(EXCERPTED RECORDS)
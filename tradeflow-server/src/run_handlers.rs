use std::{sync::Arc, time::Duration};

use axum::{
    Json,
    extract::{Path, State},
    response::sse::{Event, KeepAlive, Sse},
};
use futures_util::stream::Stream;
use serde::Serialize;
use serde_json::{Value, json};
use tracing::info;
use uuid::Uuid;

use tradeflow_core::{
    RunEvent, RunRegistry, RunStatus, RunSubmission, RunSummary, executor::spawn_run,
};

use crate::errors::AppResult;
use crate::state::AppState;

#[derive(Debug, Serialize)]
pub struct RunCreateResponse {
    pub id: Uuid,
    pub status: RunStatus,
}

/// POST /runs
/// Validate the submission, register the run, and schedule its
/// executor. Returns immediately with the queued run's id.
pub async fn create_run_handler(
    State(state): State<AppState>,
    Json(submission): Json<RunSubmission>,
) -> AppResult<Json<RunCreateResponse>> {
    submission.validate()?;

    let handle = state
        .registry
        .create(&submission.ticker, &submission.trade_date)
        .await;
    let run_id = handle.record.id;
    handle.bus.append(RunEvent::status(RunStatus::Queued)).await;

    info!(
        "run {run_id} queued: ticker={} date={}",
        submission.ticker, submission.trade_date
    );

    spawn_run(
        Arc::clone(&state.registry),
        Arc::clone(&state.pipeline),
        run_id,
        submission,
    );

    Ok(Json(RunCreateResponse {
        id: run_id,
        status: RunStatus::Queued,
    }))
}

/// GET /runs/{id}
pub async fn get_run_handler(
    State(state): State<AppState>,
    Path(id): Path<Uuid>,
) -> AppResult<Json<RunSummary>> {
    let summary = state.registry.summary(id).await?;
    Ok(Json(summary))
}

/// GET /runs
/// Diagnostic listing of every tracked run.
pub async fn list_runs_handler(State(state): State<AppState>) -> AppResult<Json<Vec<RunSummary>>> {
    let mut summaries = Vec::new();
    for handle in state.registry.list().await {
        let events = handle.bus.snapshot().await;
        summaries.push(RunSummary::from_record(&handle.record, events));
    }
    Ok(Json(summaries))
}

/// GET /runs/{id}/stream
/// SSE stream: full event history first, then the live tail until the
/// run is terminal with nothing left buffered.
pub async fn stream_run_handler(
    State(state): State<AppState>,
    Path(id): Path<Uuid>,
) -> AppResult<Sse<impl Stream<Item = Result<Event, anyhow::Error>>>> {
    let handle = state.registry.get(id).await?;
    info!("SSE connection requested for run {id}");

    let (history, mut receiver) = handle.bus.subscribe().await;
    let registry = Arc::clone(&state.registry);

    let stream = async_stream::stream! {
        for event in history {
            yield sse_frame(&event);
        }

        let mut drained = run_is_drained(&registry, id, receiver.is_empty()).await;
        while !drained {
            match tokio::time::timeout(Duration::from_secs(1), receiver.recv()).await {
                Ok(Some(event)) => {
                    let terminal_marker = event.kind.is_terminal();
                    yield sse_frame(&event);
                    if terminal_marker {
                        drained = run_is_drained(&registry, id, receiver.is_empty()).await;
                    }
                }
                // Bus dropped; the run was evicted.
                Ok(None) => drained = true,
                // Idle wake: re-check terminal-plus-empty rather than
                // blocking unboundedly.
                Err(_) => {
                    drained = run_is_drained(&registry, id, receiver.is_empty()).await;
                    if drained {
                        while let Ok(event) = receiver.try_recv() {
                            yield sse_frame(&event);
                        }
                    }
                }
            }
        }
    };

    Ok(Sse::new(stream).keep_alive(
        KeepAlive::new()
            .interval(Duration::from_secs(30))
            .text("keepalive"),
    ))
}

/// End-of-stream test: terminal status AND an empty pending queue.
/// Terminal status alone is not enough, since the terminal event and
/// the status flip are not appended atomically. An evicted run counts
/// as drained.
async fn run_is_drained(registry: &Arc<RunRegistry>, id: Uuid, queue_empty: bool) -> bool {
    if !queue_empty {
        return false;
    }
    registry
        .status(id)
        .await
        .map(RunStatus::is_terminal)
        .unwrap_or(true)
}

fn sse_frame(event: &RunEvent) -> Result<Event, anyhow::Error> {
    Event::default()
        .event(event.kind.event_name())
        .json_data(event)
        .map_err(Into::into)
}

/// GET /health
pub async fn health_handler() -> Json<Value> {
    Json(json!({ "status": "ok" }))
}
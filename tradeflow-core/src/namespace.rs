//! Memory-namespace derivation.
//!
//! Each run's retrieval-memory collections are isolated behind a
//! namespace string. Callers may supply one; anything that survives
//! normalization is used as-is, otherwise a fresh identifier is
//! synthesized.

use uuid::Uuid;

/// Strip a candidate namespace down to alphanumerics, `-` and `_`,
/// replacing every other character with `_`.
pub fn normalize(raw: &str) -> String {
    raw.trim()
        .chars()
        .map(|ch| {
            if ch.is_alphanumeric() || ch == '-' || ch == '_' {
                ch
            } else {
                '_'
            }
        })
        .collect()
}

/// Resolve the namespace for a run: the normalized candidate when one
/// survives, else a synthesized `run_<uuid>` identifier.
pub fn resolve(provided: Option<&str>) -> String {
    if let Some(candidate) = provided {
        let normalized = normalize(candidate);
        if !normalized.is_empty() {
            return normalized;
        }
    }
    format!("run_{}", Uuid::new_v4().simple())
}
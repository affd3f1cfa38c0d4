//! Per-run event log with live fan-out.
//!
//! One bus exists per run. The log is append-only and canonical; a
//! subscriber gets the full history as of subscribe time plus every
//! later append through an unbounded channel of its own. A subscriber
//! that stops consuming affects neither the log nor other subscribers.

use tokio::sync::{Mutex, mpsc};

use crate::events::RunEvent;

type EventSender = mpsc::UnboundedSender<RunEvent>;
pub type EventReceiver = mpsc::UnboundedReceiver<RunEvent>;

#[derive(Debug, Default)]
pub struct EventBus {
    inner: Mutex<BusInner>,
}

#[derive(Debug, Default)]
struct BusInner {
    log: Vec<RunEvent>,
    subscribers: Vec<EventSender>,
}

impl EventBus {
    pub fn new() -> Self {
        Self::default()
    }

    /// Append to the log and wake every live subscriber. Subscribers
    /// whose receiver has been dropped are pruned here.
    pub async fn append(&self, event: RunEvent) {
        let mut inner = self.inner.lock().await;
        inner.log.push(event.clone());
        inner
            .subscribers
            .retain(|sender| sender.send(event.clone()).is_ok());
    }

    /// Snapshot of the full log in append order.
    pub async fn snapshot(&self) -> Vec<RunEvent> {
        self.inner.lock().await.log.clone()
    }

    pub async fn len(&self) -> usize {
        self.inner.lock().await.log.len()
    }

    /// Register a subscriber. The history snapshot and the channel
    /// registration happen under one lock, so the receiver sees every
    /// event exactly once: the snapshot first, then the live tail.
    pub async fn subscribe(&self) -> (Vec<RunEvent>, EventReceiver) {
        let (tx, rx) = mpsc::unbounded_channel();
        let mut inner = self.inner.lock().await;
        let history = inner.log.clone();
        inner.subscribers.push(tx);
        (history, rx)
    }
}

(WHAT IS NEEDED) Return all lines of the material that have "AppResult" in them.

(EXERCISE RESPONSE)
use crate::errors::AppResult;
) -> AppResult<Json<RunCreateResponse>> {
) -> AppResult<Json<RunSummary>> {
pub async fn list_runs_handler(State(state): State<AppState>) -> AppResult<Json<Vec<RunSummary>>> {
) -> AppResult<Sse<impl Stream<Item = Result<Event, anyhow::Error>>>> {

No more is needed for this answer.